### PROBLEM DETAILS:
Copy, from the entries below, each line in which the string "pattern" appears.

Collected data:
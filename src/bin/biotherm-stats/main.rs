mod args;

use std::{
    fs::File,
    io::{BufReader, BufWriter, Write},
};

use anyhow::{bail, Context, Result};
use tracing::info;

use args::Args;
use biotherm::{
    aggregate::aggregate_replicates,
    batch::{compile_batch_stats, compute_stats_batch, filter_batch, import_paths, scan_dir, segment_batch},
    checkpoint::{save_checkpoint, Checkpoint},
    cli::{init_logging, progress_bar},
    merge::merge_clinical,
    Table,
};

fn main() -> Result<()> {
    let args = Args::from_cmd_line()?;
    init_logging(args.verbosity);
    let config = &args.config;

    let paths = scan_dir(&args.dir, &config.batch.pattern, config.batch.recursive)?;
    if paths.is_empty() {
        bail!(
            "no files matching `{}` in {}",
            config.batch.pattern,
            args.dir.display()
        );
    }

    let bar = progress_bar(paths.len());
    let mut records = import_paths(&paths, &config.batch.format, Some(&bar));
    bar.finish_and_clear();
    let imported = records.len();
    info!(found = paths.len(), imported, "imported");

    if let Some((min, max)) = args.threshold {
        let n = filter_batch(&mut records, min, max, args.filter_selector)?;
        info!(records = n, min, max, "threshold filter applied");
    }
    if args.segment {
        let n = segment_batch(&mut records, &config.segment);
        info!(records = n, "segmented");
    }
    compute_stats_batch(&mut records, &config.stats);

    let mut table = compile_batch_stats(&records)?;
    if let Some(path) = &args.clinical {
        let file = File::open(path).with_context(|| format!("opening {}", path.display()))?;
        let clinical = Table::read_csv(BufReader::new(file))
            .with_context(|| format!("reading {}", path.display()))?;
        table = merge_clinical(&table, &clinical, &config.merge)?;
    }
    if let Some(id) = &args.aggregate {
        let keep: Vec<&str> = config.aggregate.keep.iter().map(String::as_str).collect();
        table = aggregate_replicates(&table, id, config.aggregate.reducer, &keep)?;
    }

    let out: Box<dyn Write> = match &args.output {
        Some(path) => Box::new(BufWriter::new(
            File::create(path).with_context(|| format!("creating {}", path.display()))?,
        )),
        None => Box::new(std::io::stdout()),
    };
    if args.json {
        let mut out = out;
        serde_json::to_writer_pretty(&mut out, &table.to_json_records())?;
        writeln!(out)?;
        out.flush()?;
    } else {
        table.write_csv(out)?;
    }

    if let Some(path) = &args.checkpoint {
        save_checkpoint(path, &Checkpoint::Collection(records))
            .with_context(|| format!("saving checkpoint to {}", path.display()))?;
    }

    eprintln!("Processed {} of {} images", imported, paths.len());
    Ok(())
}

==

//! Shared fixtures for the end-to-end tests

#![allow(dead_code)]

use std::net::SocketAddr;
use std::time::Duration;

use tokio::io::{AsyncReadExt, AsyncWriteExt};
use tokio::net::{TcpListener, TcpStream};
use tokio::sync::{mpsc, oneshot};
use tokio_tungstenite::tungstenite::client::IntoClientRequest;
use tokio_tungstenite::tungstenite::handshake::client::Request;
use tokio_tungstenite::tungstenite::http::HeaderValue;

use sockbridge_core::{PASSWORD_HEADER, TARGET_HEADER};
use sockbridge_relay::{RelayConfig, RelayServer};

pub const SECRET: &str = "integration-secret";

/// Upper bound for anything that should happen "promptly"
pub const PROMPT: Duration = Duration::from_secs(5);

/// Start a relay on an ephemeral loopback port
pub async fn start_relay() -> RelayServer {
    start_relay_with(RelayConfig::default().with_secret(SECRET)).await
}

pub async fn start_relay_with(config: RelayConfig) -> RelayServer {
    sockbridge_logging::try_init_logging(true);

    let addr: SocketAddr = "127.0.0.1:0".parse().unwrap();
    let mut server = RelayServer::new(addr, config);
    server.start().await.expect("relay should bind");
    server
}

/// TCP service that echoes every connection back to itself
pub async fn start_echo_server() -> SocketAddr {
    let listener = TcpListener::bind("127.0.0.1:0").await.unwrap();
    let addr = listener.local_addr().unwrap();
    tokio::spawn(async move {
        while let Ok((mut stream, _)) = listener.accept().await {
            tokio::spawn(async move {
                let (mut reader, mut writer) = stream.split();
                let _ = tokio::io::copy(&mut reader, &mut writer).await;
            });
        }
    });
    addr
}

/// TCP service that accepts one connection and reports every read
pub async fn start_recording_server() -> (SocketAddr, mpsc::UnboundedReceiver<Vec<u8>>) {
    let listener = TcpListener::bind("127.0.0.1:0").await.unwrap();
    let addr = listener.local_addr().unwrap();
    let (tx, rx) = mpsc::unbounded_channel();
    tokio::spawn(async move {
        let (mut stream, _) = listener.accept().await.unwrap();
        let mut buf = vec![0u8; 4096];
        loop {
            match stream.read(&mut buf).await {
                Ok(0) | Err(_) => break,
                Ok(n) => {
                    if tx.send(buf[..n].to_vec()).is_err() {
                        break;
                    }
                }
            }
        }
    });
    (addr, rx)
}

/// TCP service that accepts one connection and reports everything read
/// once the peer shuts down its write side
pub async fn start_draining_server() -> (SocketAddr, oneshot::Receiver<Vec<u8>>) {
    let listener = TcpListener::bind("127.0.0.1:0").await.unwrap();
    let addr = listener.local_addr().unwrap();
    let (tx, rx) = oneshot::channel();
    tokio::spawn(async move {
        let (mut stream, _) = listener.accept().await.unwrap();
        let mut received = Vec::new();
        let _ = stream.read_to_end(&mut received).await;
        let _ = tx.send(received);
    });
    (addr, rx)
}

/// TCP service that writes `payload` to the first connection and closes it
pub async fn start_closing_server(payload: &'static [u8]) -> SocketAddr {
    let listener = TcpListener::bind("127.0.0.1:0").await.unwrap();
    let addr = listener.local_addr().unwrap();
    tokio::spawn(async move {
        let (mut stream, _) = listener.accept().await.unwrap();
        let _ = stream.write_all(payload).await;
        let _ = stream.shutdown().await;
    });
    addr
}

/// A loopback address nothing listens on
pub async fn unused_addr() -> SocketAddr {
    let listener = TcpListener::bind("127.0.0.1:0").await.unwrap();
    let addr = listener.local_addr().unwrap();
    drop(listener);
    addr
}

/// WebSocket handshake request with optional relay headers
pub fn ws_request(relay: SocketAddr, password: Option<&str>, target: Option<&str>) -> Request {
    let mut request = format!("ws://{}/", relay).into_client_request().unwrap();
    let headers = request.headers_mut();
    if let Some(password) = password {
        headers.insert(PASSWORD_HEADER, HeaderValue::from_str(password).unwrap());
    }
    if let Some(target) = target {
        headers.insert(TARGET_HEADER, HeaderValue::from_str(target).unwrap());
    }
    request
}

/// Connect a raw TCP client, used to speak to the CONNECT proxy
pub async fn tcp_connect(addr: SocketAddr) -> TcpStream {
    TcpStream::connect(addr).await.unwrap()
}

### EXERCISE ANSWER:
    let paths = scan_dir(&args.dir, &config.batch.pattern, config.batch.recursive)?;
            config.batch.pattern,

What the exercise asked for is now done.